痛みサンドイッチ



初期に感じていた強い痛みが軽減したときに、別の場所に痛みが移動してしまったように感じられることはよくあることです。そのようなときは、実は痛みが移動したのではなく、元々あった痛みが感じられるようになったということが多いものです。

実はある種の腰痛など強い痛みのある症状では、痛い場所が1ヶ所に思えてもいろいろな部位に痛みが散らばっていることがあります。そのようなときは痛みが強い部位が強く自覚されることで、比較的痛みが弱い部位は隠れてしまっていると考えられます。
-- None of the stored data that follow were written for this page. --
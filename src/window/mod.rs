//! Panel window
//!
//! eframe window rendering the debug form and forwarding user gestures.

pub mod app;
pub mod theme;

pub use app::{run_panel, DebugPanelApp};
そのようなとき当院では患者さんに「痛みはサンドイッチみたいになっているんですよ」と説明しています。サンドイッチというよりミルフィーユのが近いかも知れません。

つまり、強い痛みが軽減したときに、それまで感じられなかった比較的弱い痛みが感じられるようになるということです。具をパンで挟んでいる3層のサンドイッチなら、1層目のパンを取ると2層目の具が出てくるようなイメージですね。

元の痛みが軽減した上で2番目3番目の痛みが感じられるようになってくるのは症状の経過としては順調だと基本的には考えられますが、中には別の傷病が隠れていることもありますのであまり長引くようなときには専門家にご相談くださいますようお願いします。